A lonely postman learns that he’s about to die—and reflects on life as he bargains with a Hawaiian-shirt–wearing devil.
The 30-year-old first-person narrator in filmmaker/novelist Kawamura’s slim novel is, by his own admission, “boring…a monotone guy,” so unimaginative that, when he learns he has a brain tumor, the bucket list he writes down is dull enough that “even the cat looked disgusted with me.” Luckily—or maybe not—a friendly devil, dubbed Aloha, pops onto the scene, and he’s willing to make a deal: an extra day of life in exchange for being allowed to remove something pleasant from the world. The first thing excised is phones, which goes well enough. (The narrator is pleasantly surprised to find that “people seemed to have no problem finding something to fill up their free time.”) But deals with the devil do have a way of getting complicated. This leads to shallow musings (“Sometimes, when you rewatch a film after not having seen it for a long time, it makes a totally different impression on you than it did the first time you saw it.

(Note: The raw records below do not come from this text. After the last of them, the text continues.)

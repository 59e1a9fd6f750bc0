//! Model client facade: streaming/non-streaming completion over two
//! provider wire formats, with cancellation threaded through.

mod anthropic;
mod openai;
mod scripted;

pub use anthropic::AnthropicClient;
pub use openai::OpenAiClient;
pub use scripted::{ScriptedClient, ScriptedTurn};

use std::sync::Arc;

use async_trait::async_trait;
use serde::{Deserialize, Serialize};
use thiserror::Error;
use tokio::sync::mpsc;
use tokio_util::sync::CancellationToken;

use crate::config::{EngineConfig, Provider};
use crate::errors::EngineError;

/// Sampling temperature fixed by the engine.
pub const TEMPERATURE: f32 = 0.0;
/// Output token ceiling fixed by the engine.
pub const MAX_OUTPUT_TOKENS: u32 = 4096;

#[derive(Debug, Clone, Copy, PartialEq, Eq, Serialize, Deserialize)]
#[serde(rename_all = "lowercase")]
pub enum ChatRole {
    User,
    Assistant,
}

/// One turn of the alternating conversation sent to the model.
#[derive(Debug, Clone, Serialize, Deserialize)]
pub struct ChatMessage {
    pub role: ChatRole,
    pub content: String,
}

impl ChatMessage {
    pub fn user(content: impl Into<String>) -> Self {
        Self {
            role: ChatRole::User,
            content: content.into(),
        }
    }

    pub fn assistant(content: impl Into<String>) -> Self {
        Self {
            role: ChatRole::Assistant,
            content: content.into(),
        }
    }
}

/// Failures from the model transport.
#[derive(Debug, Error, Clone)]
pub enum ModelError {
    #[error("request cancelled")]
    Cancelled,

    #[error("model request failed: {0}")]
    Transport(String),

    #[error("model response invalid: {0}")]
    Protocol(String),
}

impl ModelError {
    pub fn is_cancelled(&self) -> bool {
        matches!(self, ModelError::Cancelled)
    }
}

/// Narrow interface over a chat-completion provider.
///
/// `stream` pushes tokens into the provided channel as they arrive and
/// returns the concatenated text; `complete` is the single-shot variant.
/// Both observe the cancellation token at every suspension point.
#[async_trait]
pub trait ModelClient: Send + Sync {
    async fn stream(
        &self,
        system: &str,
        messages: &[ChatMessage],
        tokens: mpsc::UnboundedSender<String>,
        cancel: &CancellationToken,
    ) -> Result<String, ModelError>;

    async fn complete(
        &self,
        system: &str,
        messages: &[ChatMessage],
        cancel: &CancellationToken,
    ) -> Result<String, ModelError>;
}

/// Instantiate the client facade selected by the configuration.
pub fn build_model_client(
    config: &EngineConfig,
    model: &str,
) -> Result<Arc<dyn ModelClient>, EngineError> {
    let api_key = config
        .api_key
        .clone()
        .ok_or_else(|| EngineError::config("no API key configured"))?;
    if model.trim().is_empty() {
        return Err(EngineError::config("model name is empty"));
    }
    let client: Arc<dyn ModelClient> = match config.provider {
        Provider::Anthropic => Arc::new(
            AnthropicClient::new(api_key, model.to_string(), config.base_url.clone())
                .map_err(|err| EngineError::config(err.to_string()))?,
        ),
        Provider::OpenaiCompatible => Arc::new(
            OpenAiClient::new(api_key, model.to_string(), config.base_url.clone())
                .map_err(|err| EngineError::config(err.to_string()))?,
        ),
    };
    Ok(client)
}

/// Split one SSE event out of the accumulation buffer, `data:` payload only.
pub(crate) fn next_sse_data(buffer: &mut String) -> Option<String> {
    let pos = buffer.find("\n\n")?;
    let event: String = buffer.drain(..pos + 2).collect();
    let data = event
        .lines()
        .filter_map(|line| line.strip_prefix("data:"))
        .map(|rest| rest.strip_prefix(' ').unwrap_or(rest))
        .collect::<Vec<_>>()
        .join("\n");
    Some(data)
}

#[cfg(test)]
mod tests {
    use super::*;

    #[test]
    fn sse_buffer_splits_on_blank_line() {
        let mut buffer = String::from("event: x\ndata: {\"a\":1}\n\ndata: tail");
        assert_eq!(next_sse_data(&mut buffer).as_deref(), Some("{\"a\":1}"));
        assert_eq!(buffer, "data: tail");
        assert!(next_sse_data(&mut buffer).is_none());
    }

    #[test]
    fn sse_event_without_data_yields_empty_payload() {
        let mut buffer = String::from(": keepalive\n\n");
        assert_eq!(next_sse_data(&mut buffer).as_deref(), Some(""));
    }
}
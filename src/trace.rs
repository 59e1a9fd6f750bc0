//! JSONL trace of a run, excluding the high-frequency stream tokens.

use std::path::PathBuf;
use std::sync::Arc;

use tokio::io::AsyncWriteExt;
use tracing::warn;

use rlm_event_bus::InMemoryBus;

use crate::events::EngineEvent;

pub struct TraceLog;

impl TraceLog {
    /// Tap the bus and append every non-token event to `path`, one JSON
    /// object per line. Runs until the bus is dropped.
    pub fn attach(bus: Arc<InMemoryBus<EngineEvent>>, path: PathBuf) {
        let mut receiver = bus.subscribe();
        tokio::spawn(async move {
            let file = tokio::fs::OpenOptions::new()
                .create(true)
                .append(true)
                .open(&path)
                .await;
            let mut file = match file {
                Ok(file) => file,
                Err(err) => {
                    warn!(%err, path = %path.display(), "trace log unavailable");
                    return;
                }
            };
            while let Ok(event) = receiver.recv().await {
                if event.is_stream_token() {
                    continue;
                }
                let Ok(mut line) = serde_json::to_string(&event) else {
                    continue;
                };
                line.push('\n');
                if let Err(err) = file.write_all(line.as_bytes()).await {
                    warn!(%err, "trace write failed; stopping trace");
                    return;
                }
            }
            let _ = file.flush().await;
        });
    }
}

#[cfg(test)]
mod tests {
    use super::*;

    #[tokio::test]
    async fn trace_skips_stream_tokens() {
        let dir = tempfile::tempdir().unwrap();
        let path = dir.path().join("trace.jsonl");
        let bus = InMemoryBus::new(64);
        TraceLog::attach(Arc::clone(&bus), path.clone());
        tokio::task::yield_now().await;

        bus.emit(EngineEvent::IterationStart {
            iteration: 1,
            task_goal: "g".into(),
        });
        bus.emit(EngineEvent::StreamToken {
            token: "x".into(),
            iteration: 1,
        });
        bus.emit(EngineEvent::Complete { final_value: None });

        // Give the writer a moment, then drop the bus to end the task.
        tokio::time::sleep(std::time::Duration::from_millis(50)).await;
        let contents = std::fs::read_to_string(&path).unwrap();
        assert!(contents.contains("iteration-start"));
        assert!(contents.contains("complete"));
        assert!(!contents.contains("stream-token"));
    }
}
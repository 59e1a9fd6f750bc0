//! Browser driver contract consumed by the engine.
//!
//! The concrete tab driver lives outside this crate; the engine only depends
//! on this narrow async interface. The in-memory [`MockBrowserDriver`] backs
//! tests and the CLI demo mode.

mod mock;

pub use mock::MockBrowserDriver;

use async_trait::async_trait;
use serde_json::Value;
use thiserror::Error;

use rlm_core_types::{TabId, TabInfo};

/// Failures reported by the tab driver.
#[derive(Debug, Error, Clone)]
pub enum DriverError {
    #[error("no such tab: {0}")]
    NoSuchTab(TabId),

    #[error("timeout waiting for {0}")]
    Timeout(String),

    /// Script raised inside the tab's renderer context.
    #[error("script error: {0}")]
    Script(String),

    #[error("{0}")]
    Other(String),
}

impl DriverError {
    pub fn other(message: impl Into<String>) -> Self {
        Self::Other(message.into())
    }
}

/// Contract for the external tab driver.
///
/// `exec` runs code in the tab's renderer context and must return a
/// JSON-serializable value; everything richer the REPL offers (`getText`,
/// `getLinks`, click/type/scroll) is composed on top of `exec` by the
/// sandbox, keeping this surface minimal.
#[async_trait]
pub trait BrowserDriver: Send + Sync {
    async fn exec(&self, tab: &TabId, code: &str) -> Result<Value, DriverError>;

    async fn open_tab(&self, url: Option<&str>) -> Result<TabId, DriverError>;
    async fn close_tab(&self, tab: &TabId) -> Result<(), DriverError>;
    async fn navigate(&self, tab: &TabId, url: &str) -> Result<(), DriverError>;
    async fn switch_tab(&self, tab: &TabId) -> Result<(), DriverError>;

    async fn wait_for_load(&self, tab: &TabId, timeout_ms: u64) -> Result<(), DriverError>;
    async fn wait_for_selector(
        &self,
        tab: &TabId,
        selector: &str,
        timeout_ms: u64,
    ) -> Result<(), DriverError>;

    async fn list_tabs(&self) -> Result<Vec<TabInfo>, DriverError>;
    async fn active_tab_id(&self) -> Result<Option<TabId>, DriverError>;
}
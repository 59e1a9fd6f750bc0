//! Engine configuration: provider selection, model names, iteration budgets
//! and the fixed internal caps.

use std::path::{Path, PathBuf};

use serde::{Deserialize, Serialize};

use crate::errors::EngineError;
use crate::store;

/// Which model client facade to instantiate.
#[derive(Debug, Clone, Copy, PartialEq, Eq, Serialize, Deserialize)]
#[serde(rename_all = "kebab-case")]
pub enum Provider {
    Anthropic,
    OpenaiCompatible,
}

impl Default for Provider {
    fn default() -> Self {
        Provider::Anthropic
    }
}

/// User-tunable engine configuration.
///
/// Loaded from a TOML file; the `api_key` field holds the encrypted blob on
/// disk and is decrypted on load (see [`store::ApiKeyCipher`]).
#[derive(Debug, Clone, Serialize, Deserialize)]
pub struct EngineConfig {
    #[serde(default)]
    pub provider: Provider,

    /// API key for the selected provider. Stored encrypted at rest.
    #[serde(default)]
    pub api_key: Option<String>,

    /// Base URL override for self-hosted or proxied endpoints.
    #[serde(default)]
    pub base_url: Option<String>,

    /// Model driving the main agent loop.
    pub primary_model: String,

    /// Model driving sub-agent loops. Falls back to `primary_model`.
    #[serde(default)]
    pub sub_model: Option<String>,

    /// Hard cap on main-loop iterations. Clamped to [1, 100].
    #[serde(default = "default_max_iterations")]
    pub max_iterations: u32,

    /// Sub-call budget shared across the whole task. Clamped to [1, 200].
    #[serde(default = "default_max_sub_calls")]
    pub max_sub_calls: u32,

    /// Optional JSONL trace file per run (stream tokens excluded).
    #[serde(default)]
    pub trace_path: Option<PathBuf>,

    /// Optional flat key-value store preserved across tasks.
    #[serde(default)]
    pub store_path: Option<PathBuf>,

    #[serde(default)]
    pub limits: Limits,
}

fn default_max_iterations() -> u32 {
    25
}

fn default_max_sub_calls() -> u32 {
    50
}

impl Default for EngineConfig {
    fn default() -> Self {
        Self {
            provider: Provider::Anthropic,
            api_key: None,
            base_url: None,
            primary_model: "claude-sonnet-4-20250514".to_string(),
            sub_model: None,
            max_iterations: default_max_iterations(),
            max_sub_calls: default_max_sub_calls(),
            trace_path: None,
            store_path: None,
            limits: Limits::default(),
        }
    }
}

impl EngineConfig {
    /// Clamp the user-tunable budgets into their documented bounds.
    pub fn normalized(mut self) -> Self {
        self.max_iterations = self.max_iterations.clamp(1, 100);
        self.max_sub_calls = self.max_sub_calls.clamp(1, 200);
        self
    }

    /// Model used for sub-agent loops.
    pub fn sub_model(&self) -> &str {
        self.sub_model.as_deref().unwrap_or(&self.primary_model)
    }

    /// Load from a TOML file, decrypting the stored API key blob.
    pub fn load(path: &Path) -> Result<Self, EngineError> {
        let raw = std::fs::read_to_string(path)
            .map_err(|err| EngineError::config(format!("failed to read {}: {err}", path.display())))?;
        let mut config: EngineConfig = toml::from_str(&raw)
            .map_err(|err| EngineError::config(format!("failed to parse {}: {err}", path.display())))?;
        if let Some(blob) = config.api_key.take() {
            let key = store::ApiKeyCipher::load_or_create()
                .map_err(|err| EngineError::config(err.to_string()))?;
            let plain = if store::ApiKeyCipher::is_encrypted(&blob) {
                key.decrypt(&blob)
                    .map_err(|err| EngineError::config(format!("api key decrypt failed: {err}")))?
            } else {
                blob
            };
            config.api_key = Some(plain);
        }
        Ok(config.normalized())
    }

    /// Persist to a TOML file with the API key encrypted.
    pub fn save(&self, path: &Path) -> Result<(), EngineError> {
        let mut on_disk = self.clone();
        if let Some(plain) = on_disk.api_key.take() {
            let key = store::ApiKeyCipher::load_or_create()
                .map_err(|err| EngineError::config(err.to_string()))?;
            let blob = key
                .encrypt(&plain)
                .map_err(|err| EngineError::config(format!("api key encrypt failed: {err}")))?;
            on_disk.api_key = Some(blob);
        }
        let raw = toml::to_string_pretty(&on_disk)
            .map_err(|err| EngineError::config(err.to_string()))?;
        if let Some(parent) = path.parent() {
            std::fs::create_dir_all(parent)
                .map_err(|err| EngineError::config(err.to_string()))?;
        }
        std::fs::write(path, raw).map_err(|err| EngineError::config(err.to_string()))
    }
}

/// Fixed internal caps. These are compiled-in defaults rather than knobs; the
/// struct exists so tests can tighten them.
#[derive(Debug, Clone, Serialize, Deserialize)]
pub struct Limits {
    /// Consecutive no-code model responses tolerated before erroring.
    pub max_no_code_continuations: u32,
    /// Iteration cap for every sub-agent loop.
    pub max_sub_iterations: u32,
    /// Token budget for the compacted action history.
    pub history_token_budget: usize,
    /// Compaction triggers at this fraction of the budget (percent).
    pub history_compact_percent: usize,
    /// Cap on a single execution result, in JSON characters.
    pub exec_result_cap: usize,
    /// Cap on `sleep` calls from the REPL, in milliseconds.
    pub sleep_cap_ms: u64,
    /// Wall-clock timeout for one code block.
    pub exec_timeout_ms: u64,
    /// Timeout for a single `execInTab` call.
    pub exec_in_tab_timeout_ms: u64,
    /// Default timeout for `waitForLoad` / `waitForSelector`.
    pub wait_timeout_ms: u64,
    /// Cap on one `log` message.
    pub log_max_chars: usize,
    /// Preview length for result metadata.
    pub preview_max_chars: usize,
    /// Preview length for variable descriptors.
    pub var_preview_max_chars: usize,
    /// Memory ceiling for one REPL evaluator, in bytes.
    pub repl_memory_limit_bytes: usize,
}

impl Default for Limits {
    fn default() -> Self {
        Self {
            max_no_code_continuations: 3,
            max_sub_iterations: 10,
            history_token_budget: 8_000,
            history_compact_percent: 80,
            exec_result_cap: 100_000,
            sleep_cap_ms: 10_000,
            exec_timeout_ms: 30_000,
            exec_in_tab_timeout_ms: 10_000,
            wait_timeout_ms: 30_000,
            log_max_chars: 5_000,
            preview_max_chars: 400,
            var_preview_max_chars: 200,
            repl_memory_limit_bytes: 128 * 1024 * 1024,
        }
    }
}

#[cfg(test)]
mod tests {
    use super::*;

    #[test]
    fn budgets_are_clamped() {
        let config = EngineConfig {
            max_iterations: 0,
            max_sub_calls: 9_999,
            ..EngineConfig::default()
        }
        .normalized();
        assert_eq!(config.max_iterations, 1);
        assert_eq!(config.max_sub_calls, 200);
    }

    #[test]
    fn sub_model_falls_back_to_primary() {
        let mut config = EngineConfig::default();
        assert_eq!(config.sub_model(), config.primary_model);
        config.sub_model = Some("small-model".into());
        assert_eq!(config.sub_model(), "small-model");
    }

    #[test]
    fn default_limits_match_contract() {
        let limits = Limits::default();
        assert_eq!(limits.exec_result_cap, 100_000);
        assert_eq!(limits.history_token_budget, 8_000);
        assert_eq!(limits.max_sub_iterations, 10);
    }
}
//! Anthropic messages-API adapter.

use std::time::Duration;

use async_trait::async_trait;
use futures::StreamExt;
use reqwest::Client;
use serde::{Deserialize, Serialize};
use serde_json::Value;
use tokio::sync::mpsc;
use tokio_util::sync::CancellationToken;
use tracing::warn;

use super::{
    next_sse_data, ChatMessage, ChatRole, ModelClient, ModelError, MAX_OUTPUT_TOKENS, TEMPERATURE,
};

const DEFAULT_API_BASE: &str = "https://api.anthropic.com/v1";
const ANTHROPIC_VERSION: &str = "2023-06-01";

pub struct AnthropicClient {
    client: Client,
    api_key: String,
    model: String,
    api_base: String,
}

impl AnthropicClient {
    pub fn new(
        api_key: String,
        model: String,
        base_url: Option<String>,
    ) -> Result<Self, ModelError> {
        let client = Client::builder()
            .connect_timeout(Duration::from_secs(30))
            .build()
            .map_err(|err| ModelError::Transport(format!("failed to build HTTP client: {err}")))?;
        Ok(Self {
            client,
            api_key,
            model,
            api_base: base_url.unwrap_or_else(|| DEFAULT_API_BASE.to_string()),
        })
    }

    fn request_body(&self, system: &str, messages: &[ChatMessage], stream: bool) -> MessagesRequest {
        MessagesRequest {
            model: self.model.clone(),
            temperature: TEMPERATURE,
            max_tokens: MAX_OUTPUT_TOKENS,
            system: system.to_string(),
            stream,
            messages: messages
                .iter()
                .map(|message| WireMessage {
                    role: match message.role {
                        ChatRole::User => "user",
                        ChatRole::Assistant => "assistant",
                    }
                    .to_string(),
                    content: message.content.clone(),
                })
                .collect(),
        }
    }

    fn endpoint(&self) -> String {
        format!("{}/messages", self.api_base.trim_end_matches('/'))
    }

    async fn send(
        &self,
        body: &MessagesRequest,
        cancel: &CancellationToken,
    ) -> Result<reqwest::Response, ModelError> {
        let request = self
            .client
            .post(self.endpoint())
            .header("x-api-key", &self.api_key)
            .header("anthropic-version", ANTHROPIC_VERSION)
            .json(body);

        let response = tokio::select! {
            _ = cancel.cancelled() => return Err(ModelError::Cancelled),
            sent = request.send() => {
                sent.map_err(|err| ModelError::Transport(format!("anthropic request failed: {err}")))?
            }
        };

        if !response.status().is_success() {
            let status = response.status();
            let text = response
                .text()
                .await
                .unwrap_or_else(|_| "<response unavailable>".to_string());
            return Err(ModelError::Transport(format!(
                "anthropic returned {status}: {text}"
            )));
        }
        Ok(response)
    }
}

#[async_trait]
impl ModelClient for AnthropicClient {
    async fn stream(
        &self,
        system: &str,
        messages: &[ChatMessage],
        tokens: mpsc::UnboundedSender<String>,
        cancel: &CancellationToken,
    ) -> Result<String, ModelError> {
        let body = self.request_body(system, messages, true);
        let response = self.send(&body, cancel).await?;

        let mut stream = response.bytes_stream();
        let mut buffer = String::new();
        let mut full_text = String::new();

        loop {
            let chunk = tokio::select! {
                _ = cancel.cancelled() => return Err(ModelError::Cancelled),
                chunk = stream.next() => chunk,
            };
            let Some(chunk) = chunk else { break };
            let chunk =
                chunk.map_err(|err| ModelError::Transport(format!("stream error: {err}")))?;
            buffer.push_str(&String::from_utf8_lossy(&chunk));

            while let Some(data) = next_sse_data(&mut buffer) {
                if data.is_empty() {
                    continue;
                }
                let event: Value = match serde_json::from_str(&data) {
                    Ok(value) => value,
                    Err(err) => {
                        warn!(%err, "skipping unparseable SSE payload");
                        continue;
                    }
                };
                match event["type"].as_str() {
                    Some("content_block_delta") => {
                        if let Some(text) = event["delta"]["text"].as_str() {
                            full_text.push_str(text);
                            let _ = tokens.send(text.to_string());
                        }
                    }
                    Some("error") => {
                        return Err(ModelError::Protocol(format!(
                            "anthropic stream error: {}",
                            event["error"]["message"].as_str().unwrap_or("unknown")
                        )));
                    }
                    Some("message_stop") => return Ok(full_text),
                    _ => {}
                }
            }
        }

        Ok(full_text)
    }

    async fn complete(
        &self,
        system: &str,
        messages: &[ChatMessage],
        cancel: &CancellationToken,
    ) -> Result<String, ModelError> {
        let body = self.request_body(system, messages, false);
        let response = self.send(&body, cancel).await?;

        let parsed: MessagesResponse = tokio::select! {
            _ = cancel.cancelled() => return Err(ModelError::Cancelled),
            parsed = response.json() => {
                parsed.map_err(|err| ModelError::Protocol(format!("anthropic response invalid: {err}")))?
            }
        };

        let content = parsed
            .content
            .iter()
            .filter_map(|part| part.text.as_deref())
            .collect::<Vec<_>>()
            .join("\n");
        if content.is_empty() {
            return Err(ModelError::Protocol(
                "anthropic response missing content".to_string(),
            ));
        }
        Ok(content)
    }
}

#[derive(Debug, Serialize)]
struct MessagesRequest {
    model: String,
    temperature: f32,
    max_tokens: u32,
    system: String,
    stream: bool,
    messages: Vec<WireMessage>,
}

#[derive(Debug, Serialize)]
struct WireMessage {
    role: String,
    content: String,
}

#[derive(Debug, Deserialize)]
struct MessagesResponse {
    content: Vec<ResponseContent>,
}

#[derive(Debug, Deserialize)]
struct ResponseContent {
    #[serde(default)]
    text: Option<String>,
}
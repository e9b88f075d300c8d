use crate::config::{ConnectionProfile, KernelConfig};
use crate::lcm::{FreshnessToken, LcmEngine, LibraryStore};
use crate::telemetry::TelemetryStore;
use crate::transport::{DeviceSession, RemoteShell};
use parking_lot::Mutex;
use std::sync::Arc;

pub type Shared<T> = Arc<Mutex<T>>;

pub fn new_state<T>(value: T) -> Shared<T> {
    Arc::new(Mutex::new(value))
}

/// État unique partagé par les handlers Axum et le poller
#[derive(Clone)]
pub struct AppState {
    pub shell: Arc<dyn RemoteShell>,
    pub profile: Shared<ConnectionProfile>,
    pub telemetry: Arc<TelemetryStore>,
    pub lcm: Arc<LcmEngine>,
}

impl AppState {
    pub fn new(cfg: &KernelConfig, shell: Arc<dyn RemoteShell>) -> Self {
        let library = LibraryStore::new(cfg.data_dir.join("library.json"));
        Self {
            shell,
            profile: new_state(cfg.ssh.clone()),
            telemetry: Arc::new(TelemetryStore::new(cfg.data_dir.clone())),
            lcm: Arc::new(LcmEngine::new(library, cfg.lcm.clone())),
        }
    }

    /// Session sur le profil courant, copié : un changement d'hôte pendant le
    /// flux ne le redirige pas
    pub fn session(&self) -> DeviceSession<'_> {
        DeviceSession::new(self.shell.as_ref(), self.profile.lock().clone())
    }

    /// Session + jeton de fraîcheur lus sous le verrou du profil : le jeton
    /// renvoyé correspond toujours à l'hôte interrogé
    pub fn indexed_session(&self) -> (DeviceSession<'_>, FreshnessToken) {
        let profile = self.profile.lock();
        let token = self.lcm.freshness().current();
        (DeviceSession::new(self.shell.as_ref(), profile.clone()), token)
    }

    /// Change d'hôte et invalide les index sous le même verrou.
    /// Renvoie l'ancien hôte et le nouveau jeton.
    pub fn set_host(&self, host: &str) -> (String, FreshnessToken) {
        let mut profile = self.profile.lock();
        let token = self.lcm.invalidate_indices();
        let previous = std::mem::replace(&mut profile.host, host.to_string());
        (previous, token)
    }

    pub fn session_for(&self, profile: ConnectionProfile) -> DeviceSession<'_> {
        DeviceSession::new(self.shell.as_ref(), profile)
    }
}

Of course, the movie hasn’t changed; it’s you who’s changed") written in prose so awkward, it’s possibly satire (“Tears dripped down onto the letter like warm, salty drops of rain”). Even the postman’s beloved cat, who gains the power of speech, ends up being prim and annoying. The narrator ponders feelings about a lost love, his late mother, and his estranged father in a way that some readers might find moving at times. But for many, whatever made this book a bestseller in Japan is going to be lost in translation.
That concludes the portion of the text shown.